Erste Biographie von Wangari Maathai, Friedensnobelpreisträgerin 2004:
Stefan Ehlert: Wangari Maathai - Mutter der Bäume. Die erste afrikanische
Friedensnobelpreisträgerin. 2004 Verlag Herder, 8,90
Die 64jährige Professorin der Veterinäranatomie Wangari Maathai kämpft seit
Jahrzehnten furchtlos für Menschenrechte, Demokratie und Umweltschutz - mit
überwältigendem Erfolg. Sie war die erste Kenianerin, die einen Doktortitel
erlangte; die erste, die Professorin wurde und die erste, die sich mit dem
korrupten, brutalen Regime des ehemaligen Diktators Daniel arap Moi
(Staatspräsident von Kenia von 1978-2002) anlegte. 1977 gründete sie die
"Grüngürtelbewegung" und hat seither über 30 Millionen Bäume gepflanzt und
sich in unzähligen Initiativen gegen Rechtlosigkeit, materielle Not,
Raubbau, Gewalt und für bessere Lebensverhältnisse engagiert.
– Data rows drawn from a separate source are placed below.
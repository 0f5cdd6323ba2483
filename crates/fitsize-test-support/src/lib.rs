//! Test support utilities for fitsize.
//!
//! Provides mocks for the segmentation and prediction ports plus synthetic
//! photo and measurement builders.
//!
//! # Example
//!
//! ```
//! use std::sync::Arc;
//!
//! use fitsize_core::SizePipeline;
//! use fitsize_test_support::{MaskSegmenter, MeasurementSetBuilder, StubPredictor, SyntheticImageBuilder};
//!
//! let predictor = StubPredictor::new(MeasurementSetBuilder::new().chest(100.0).to_prediction());
//! let pipeline = SizePipeline::new(Arc::new(MaskSegmenter::default()), Arc::new(predictor));
//!
//! let front = SyntheticImageBuilder::silhouette_png(200, 400);
//! let side = SyntheticImageBuilder::silhouette_png(160, 400);
//! let result = pipeline.estimate(&front, &side, 0, 175.0, 72.0, "all");
//! assert!(result.is_ok());
//! ```

mod builders;
mod mocks;

pub use builders::{MeasurementSetBuilder, SyntheticImageBuilder};
pub use mocks::{FailingPredictor, FailingSegmenter, MaskSegmenter, StubPredictor};
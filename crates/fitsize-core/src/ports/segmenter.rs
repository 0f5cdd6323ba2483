//! Foreground segmentation port.

use image::{DynamicImage, RgbaImage};

/// Port for separating a person from the background.
pub trait Segmenter: Send + Sync {
    /// Returns the name of this segmentation engine.
    fn name(&self) -> &'static str;

    /// Segments a decoded photo.
    ///
    /// # Returns
    ///
    /// The photo at its original size with the alpha channel set to the
    /// foreground mask (255 = subject, 0 = background).
    ///
    /// # Errors
    ///
    /// Returns an error if the engine fails on this image.
    fn segment(&self, image: &DynamicImage) -> anyhow::Result<RgbaImage>;
}
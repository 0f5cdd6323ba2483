//! Foreground extraction.
//!
//! Turns an encoded photo into a normalized silhouette:
//! - Segment the subject to get an alpha matte
//! - Composite a white subject over a black background
//! - Resize the grayscale result to 128x128 and scale to `[0, 1]`

use std::sync::Arc;

use image::imageops::{self, FilterType};
use image::{GrayImage, Luma, RgbaImage};
use tracing::{debug, warn};

use crate::domain::{NormalizedImage, RawImage, ViewSide, NORMALIZED_SIZE};
use crate::error::{Error, Result};
use crate::ports::Segmenter;

/// Foreground extraction stage.
pub struct ForegroundExtractor {
    segmenter: Arc<dyn Segmenter>,
}

impl ForegroundExtractor {
    /// Creates an extractor around a shared segmentation engine.
    #[must_use]
    pub fn new(segmenter: Arc<dyn Segmenter>) -> Self {
        Self { segmenter }
    }

    /// Extracts the normalized silhouette of one photo.
    ///
    /// # Errors
    ///
    /// Returns [`Error::Processing`] tagged with `side` if the photo cannot
    /// be decoded or segmented.
    pub fn extract(&self, raw: &RawImage, side: ViewSide) -> Result<NormalizedImage> {
        debug!("Decoding {side} image ({} bytes)", raw.len());
        let image = image::load_from_memory(raw.as_bytes()).map_err(|e| {
            warn!("Failed to decode {side} image: {e}");
            Error::processing(side, e)
        })?;

        let cutout = self.segmenter.segment(&image).map_err(|e| {
            warn!("Segmentation of {side} image failed: {e:#}");
            Error::processing(side, e)
        })?;

        let silhouette = silhouette_from_alpha(&cutout);
        let normalized = normalize(&silhouette).map_err(|e| Error::processing(side, e))?;

        debug!(
            "Extracted {side} silhouette via {}: coverage {:.3}",
            self.segmenter.name(),
            normalized.mean()
        );
        Ok(normalized)
    }
}

/// Composites the matte as a white subject over an opaque black background.
///
/// White at alpha `a` over black yields gray level `a`, so the result is the
/// alpha channel itself.
#[must_use]
pub fn silhouette_from_alpha(cutout: &RgbaImage) -> GrayImage {
    GrayImage::from_fn(cutout.width(), cutout.height(), |x, y| {
        Luma([cutout.get_pixel(x, y)[3]])
    })
}

/// Resizes a silhouette to the model resolution and scales it to `[0, 1]`.
///
/// # Errors
///
/// Returns an error if the image has no pixels.
pub fn normalize(silhouette: &GrayImage) -> anyhow::Result<NormalizedImage> {
    anyhow::ensure!(
        silhouette.width() > 0 && silhouette.height() > 0,
        "image has no pixels"
    );
    let resized = imageops::resize(
        silhouette,
        NORMALIZED_SIZE,
        NORMALIZED_SIZE,
        FilterType::CatmullRom,
    );
    NormalizedImage::from_luma(&resized)
}
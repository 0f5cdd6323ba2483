//! Synthetic photo and measurement builders for testing.

use std::io::Cursor;

use fitsize_core::domain::{Measurement, MeasurementSet, RawImage, MEASUREMENT_COUNT};
use image::{DynamicImage, ImageFormat, Rgb, RgbImage};

/// Background color of synthetic photos.
const BACKDROP: Rgb<u8> = Rgb([20, 24, 28]);
/// Subject color of synthetic photos.
const SUBJECT: Rgb<u8> = Rgb([235, 230, 220]);

/// Builder for creating synthetic test photos.
pub struct SyntheticImageBuilder;

impl SyntheticImageBuilder {
    /// Creates a bright standing figure (head and torso) on a dark backdrop.
    #[must_use]
    #[allow(clippy::cast_possible_truncation, clippy::cast_sign_loss)]
    pub fn silhouette(width: u32, height: u32) -> DynamicImage {
        let cx = f64::from(width) / 2.0;
        let head_cy = f64::from(height) * 0.15;
        let head_r = f64::from(width.min(height)) * 0.1;
        let torso_half = f64::from(width) * 0.2;
        let torso_top = f64::from(height) * 0.25;
        let torso_bottom = f64::from(height) * 0.95;

        let img = RgbImage::from_fn(width, height, |x, y| {
            let (fx, fy) = (f64::from(x), f64::from(y));
            let in_head = (fx - cx).hypot(fy - head_cy) <= head_r;
            let in_torso = (fx - cx).abs() <= torso_half && (torso_top..=torso_bottom).contains(&fy);
            if in_head || in_torso {
                SUBJECT
            } else {
                BACKDROP
            }
        });
        DynamicImage::ImageRgb8(img)
    }

    /// Creates a uniformly colored photo.
    #[must_use]
    pub fn uniform(width: u32, height: u32, value: u8) -> DynamicImage {
        DynamicImage::ImageRgb8(RgbImage::from_pixel(width, height, Rgb([value; 3])))
    }

    /// Encodes a synthetic figure as PNG.
    #[must_use]
    pub fn silhouette_png(width: u32, height: u32) -> RawImage {
        RawImage::new(Self::encode(&Self::silhouette(width, height), ImageFormat::Png))
    }

    /// Encodes a synthetic figure as JPEG.
    #[must_use]
    pub fn silhouette_jpeg(width: u32, height: u32) -> RawImage {
        RawImage::new(Self::encode(&Self::silhouette(width, height), ImageFormat::Jpeg))
    }

    /// Encodes an image in memory.
    ///
    /// # Panics
    ///
    /// Panics if the encoder rejects the image.
    #[must_use]
    #[allow(clippy::expect_used)]
    pub fn encode(image: &DynamicImage, format: ImageFormat) -> Vec<u8> {
        let mut buf = Cursor::new(Vec::new());
        image
            .write_to(&mut buf, format)
            .expect("in-memory encoding succeeds");
        buf.into_inner()
    }
}

/// Builder for measurement sets with typical adult defaults.
#[derive(Debug, Clone)]
pub struct MeasurementSetBuilder {
    values: [f64; MEASUREMENT_COUNT],
}

impl MeasurementSetBuilder {
    /// Starts from a medium-build adult, 175 cm tall.
    #[must_use]
    pub fn new() -> Self {
        let mut builder = Self {
            values: [0.0; MEASUREMENT_COUNT],
        };
        for (m, v) in [
            (Measurement::Ankle, 23.0),
            (Measurement::ArmLength, 60.0),
            (Measurement::Bicep, 31.0),
            (Measurement::Calf, 37.0),
            (Measurement::Chest, 98.0),
            (Measurement::Forearm, 27.0),
            (Measurement::Height, 175.0),
            (Measurement::Hip, 100.0),
            (Measurement::LegLength, 80.0),
            (Measurement::ShoulderBreadth, 43.0),
            (Measurement::ShoulderToCrotch, 65.0),
            (Measurement::Thigh, 55.0),
            (Measurement::Waist, 84.0),
            (Measurement::Wrist, 17.0),
        ] {
            builder.values[m.index()] = v;
        }
        builder
    }

    /// Sets any measurement.
    #[must_use]
    pub fn set(mut self, measurement: Measurement, value: f64) -> Self {
        self.values[measurement.index()] = value;
        self
    }

    /// Sets the chest circumference.
    #[must_use]
    pub fn chest(self, value: f64) -> Self {
        self.set(Measurement::Chest, value)
    }

    /// Sets the shoulder breadth.
    #[must_use]
    pub fn shoulder_breadth(self, value: f64) -> Self {
        self.set(Measurement::ShoulderBreadth, value)
    }

    /// Sets the waist circumference.
    #[must_use]
    pub fn waist(self, value: f64) -> Self {
        self.set(Measurement::Waist, value)
    }

    /// Sets the hip circumference.
    #[must_use]
    pub fn hip(self, value: f64) -> Self {
        self.set(Measurement::Hip, value)
    }

    /// Sets the measured height.
    #[must_use]
    pub fn height(self, value: f64) -> Self {
        self.set(Measurement::Height, value)
    }

    /// Builds the measurement set.
    #[must_use]
    pub fn build(&self) -> MeasurementSet {
        MeasurementSet::from_values(self.values)
    }

    /// Returns the values as a raw predictor output vector.
    #[must_use]
    #[allow(clippy::cast_possible_truncation)]
    pub fn to_prediction(&self) -> Vec<f32> {
        self.values.iter().map(|&v| v as f32).collect()
    }
}

impl Default for MeasurementSetBuilder {
    fn default() -> Self {
        Self::new()
    }
}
Sie wurde oft
eingesperrt, verprügelt und misshandelt - aber sie ließ sich nicht aufhalten.
"Dies ist eine Würdigung der Frauen Afrikas, die trotz aller Probleme
weiterkämpfen", erklärt Maathai. Der Friedensnobelpreis ist eine großartige
Bestätigung für ihren Mut und ihre Arbeit, aber gleichzeitig auch für die
vielen anderen Frauen in Afrika.
Ihre Homepage: www.wangarimaathai.or.ke, www.greenbeltmovement.org
Der Autor Stefan Ehlert ist Kenia-Experte und lebt als freier Journalist in
Nairobi. Er zeichnet in dem Buch den Lebensweg dieser ebenso streitbaren
wie erfolgreichen Frau nach. Ihre unglaubliche Energie, ihr Wille, die Welt
zu verändern - auch gegen die Schranken, die das Regime setzte - stehen im
Zentrum dieser Biographie.
(Pressetext des Herder Verlages).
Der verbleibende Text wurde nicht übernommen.